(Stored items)
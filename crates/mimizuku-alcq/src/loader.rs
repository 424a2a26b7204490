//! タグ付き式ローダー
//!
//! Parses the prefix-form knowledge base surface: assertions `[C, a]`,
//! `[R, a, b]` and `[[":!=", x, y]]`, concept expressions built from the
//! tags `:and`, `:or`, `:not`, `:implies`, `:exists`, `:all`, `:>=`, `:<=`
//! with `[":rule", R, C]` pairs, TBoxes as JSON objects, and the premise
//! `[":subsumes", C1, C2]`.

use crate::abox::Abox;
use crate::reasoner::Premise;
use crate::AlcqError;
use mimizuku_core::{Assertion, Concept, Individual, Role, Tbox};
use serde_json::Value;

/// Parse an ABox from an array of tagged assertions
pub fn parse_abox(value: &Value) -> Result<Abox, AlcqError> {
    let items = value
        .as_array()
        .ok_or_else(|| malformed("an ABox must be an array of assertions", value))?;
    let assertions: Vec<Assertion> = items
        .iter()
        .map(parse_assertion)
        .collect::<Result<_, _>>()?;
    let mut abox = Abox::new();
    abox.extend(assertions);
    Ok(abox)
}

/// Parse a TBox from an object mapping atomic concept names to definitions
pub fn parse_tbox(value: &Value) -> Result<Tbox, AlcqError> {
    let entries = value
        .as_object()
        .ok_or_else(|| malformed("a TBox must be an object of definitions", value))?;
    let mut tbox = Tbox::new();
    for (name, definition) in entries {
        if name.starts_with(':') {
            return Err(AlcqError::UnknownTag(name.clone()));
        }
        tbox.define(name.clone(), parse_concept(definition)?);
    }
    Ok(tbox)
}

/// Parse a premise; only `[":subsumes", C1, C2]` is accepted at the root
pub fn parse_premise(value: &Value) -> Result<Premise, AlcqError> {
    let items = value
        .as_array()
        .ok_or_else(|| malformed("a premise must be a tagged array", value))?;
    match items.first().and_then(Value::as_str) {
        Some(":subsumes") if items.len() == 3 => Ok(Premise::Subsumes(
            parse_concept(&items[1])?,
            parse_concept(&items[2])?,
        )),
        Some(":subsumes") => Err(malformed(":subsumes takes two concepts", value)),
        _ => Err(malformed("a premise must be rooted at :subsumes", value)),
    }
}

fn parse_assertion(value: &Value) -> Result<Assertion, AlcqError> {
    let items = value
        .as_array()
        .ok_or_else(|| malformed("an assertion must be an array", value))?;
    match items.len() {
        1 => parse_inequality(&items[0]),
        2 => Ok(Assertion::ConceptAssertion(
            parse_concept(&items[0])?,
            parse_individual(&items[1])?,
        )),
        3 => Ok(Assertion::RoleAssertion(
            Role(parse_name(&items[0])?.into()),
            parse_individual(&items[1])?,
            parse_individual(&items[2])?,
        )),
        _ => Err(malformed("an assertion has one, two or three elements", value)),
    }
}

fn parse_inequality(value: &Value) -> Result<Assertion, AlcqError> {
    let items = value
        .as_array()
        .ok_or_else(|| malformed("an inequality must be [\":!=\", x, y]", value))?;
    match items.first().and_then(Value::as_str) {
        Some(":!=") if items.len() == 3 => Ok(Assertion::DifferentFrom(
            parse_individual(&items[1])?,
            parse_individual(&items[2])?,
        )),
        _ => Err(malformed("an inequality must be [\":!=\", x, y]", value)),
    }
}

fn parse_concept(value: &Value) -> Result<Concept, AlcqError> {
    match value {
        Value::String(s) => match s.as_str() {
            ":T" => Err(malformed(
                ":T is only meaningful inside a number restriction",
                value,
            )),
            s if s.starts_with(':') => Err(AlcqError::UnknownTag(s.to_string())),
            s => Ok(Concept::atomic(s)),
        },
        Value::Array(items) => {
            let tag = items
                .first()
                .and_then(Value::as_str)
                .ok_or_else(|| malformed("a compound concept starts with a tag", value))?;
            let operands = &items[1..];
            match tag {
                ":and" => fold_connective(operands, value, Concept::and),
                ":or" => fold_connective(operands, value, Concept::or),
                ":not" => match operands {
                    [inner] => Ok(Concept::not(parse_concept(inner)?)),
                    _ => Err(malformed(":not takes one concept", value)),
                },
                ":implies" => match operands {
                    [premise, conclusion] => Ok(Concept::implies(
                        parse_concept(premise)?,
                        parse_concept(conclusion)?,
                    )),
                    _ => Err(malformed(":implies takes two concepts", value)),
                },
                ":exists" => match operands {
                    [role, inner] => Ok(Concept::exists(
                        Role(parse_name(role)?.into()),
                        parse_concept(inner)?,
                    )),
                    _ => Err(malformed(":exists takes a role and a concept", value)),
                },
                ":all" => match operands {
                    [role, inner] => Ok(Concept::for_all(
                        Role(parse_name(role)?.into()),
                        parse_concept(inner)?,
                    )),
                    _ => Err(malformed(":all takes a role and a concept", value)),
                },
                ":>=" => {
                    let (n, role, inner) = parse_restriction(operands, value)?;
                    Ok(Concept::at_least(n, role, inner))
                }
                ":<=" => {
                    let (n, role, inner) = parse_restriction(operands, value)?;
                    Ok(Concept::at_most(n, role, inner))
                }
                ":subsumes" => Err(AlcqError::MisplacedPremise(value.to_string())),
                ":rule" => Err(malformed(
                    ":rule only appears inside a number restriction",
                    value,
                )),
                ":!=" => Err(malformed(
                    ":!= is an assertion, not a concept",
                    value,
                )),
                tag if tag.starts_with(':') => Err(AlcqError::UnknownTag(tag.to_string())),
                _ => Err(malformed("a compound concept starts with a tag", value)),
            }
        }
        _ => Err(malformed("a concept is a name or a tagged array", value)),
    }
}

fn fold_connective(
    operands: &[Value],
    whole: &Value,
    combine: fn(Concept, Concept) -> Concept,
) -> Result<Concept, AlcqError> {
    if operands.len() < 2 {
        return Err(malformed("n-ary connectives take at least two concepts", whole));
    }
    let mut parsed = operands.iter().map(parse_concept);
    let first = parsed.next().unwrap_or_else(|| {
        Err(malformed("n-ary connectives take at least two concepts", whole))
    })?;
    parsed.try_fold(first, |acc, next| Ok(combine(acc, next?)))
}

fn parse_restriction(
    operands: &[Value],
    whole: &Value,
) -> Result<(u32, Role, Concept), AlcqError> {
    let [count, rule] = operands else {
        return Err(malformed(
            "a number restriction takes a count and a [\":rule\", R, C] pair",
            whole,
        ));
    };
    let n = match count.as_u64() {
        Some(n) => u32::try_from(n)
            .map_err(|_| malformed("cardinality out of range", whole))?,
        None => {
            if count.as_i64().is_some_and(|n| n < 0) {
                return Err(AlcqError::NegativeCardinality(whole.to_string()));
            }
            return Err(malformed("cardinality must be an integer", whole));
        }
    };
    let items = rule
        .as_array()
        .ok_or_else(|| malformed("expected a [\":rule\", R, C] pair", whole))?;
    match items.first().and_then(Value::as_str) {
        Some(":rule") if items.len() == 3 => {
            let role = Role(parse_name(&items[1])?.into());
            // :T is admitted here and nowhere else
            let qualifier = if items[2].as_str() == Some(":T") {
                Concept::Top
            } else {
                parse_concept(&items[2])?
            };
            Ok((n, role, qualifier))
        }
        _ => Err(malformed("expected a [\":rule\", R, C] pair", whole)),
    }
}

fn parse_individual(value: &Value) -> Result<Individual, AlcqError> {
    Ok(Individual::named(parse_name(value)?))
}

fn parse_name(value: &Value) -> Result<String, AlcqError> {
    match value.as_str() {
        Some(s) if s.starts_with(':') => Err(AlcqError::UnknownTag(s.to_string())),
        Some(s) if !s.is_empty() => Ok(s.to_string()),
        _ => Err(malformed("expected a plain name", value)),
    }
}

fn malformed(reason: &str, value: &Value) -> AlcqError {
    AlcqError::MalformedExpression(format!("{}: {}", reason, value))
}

- Problem description:
Quote the records above from their first line through the line containing "and the premise", both ends included.

- Answer for the task:
filename crates/mimizuku-alcq/src/loader.rs
repository 424a2a26b7204490
//! タグ付き式ローダー
//!
//! Parses the prefix-form knowledge base surface: assertions `[C, a]`,
//! `[R, a, b]` and `[[":!=", x, y]]`, concept expressions built from the
//! tags `:and`, `:or`, `:not`, `:implies`, `:exists`, `:all`, `:>=`, `:<=`
//! with `[":rule", R, C]` pairs, TBoxes as JSON objects, and the premise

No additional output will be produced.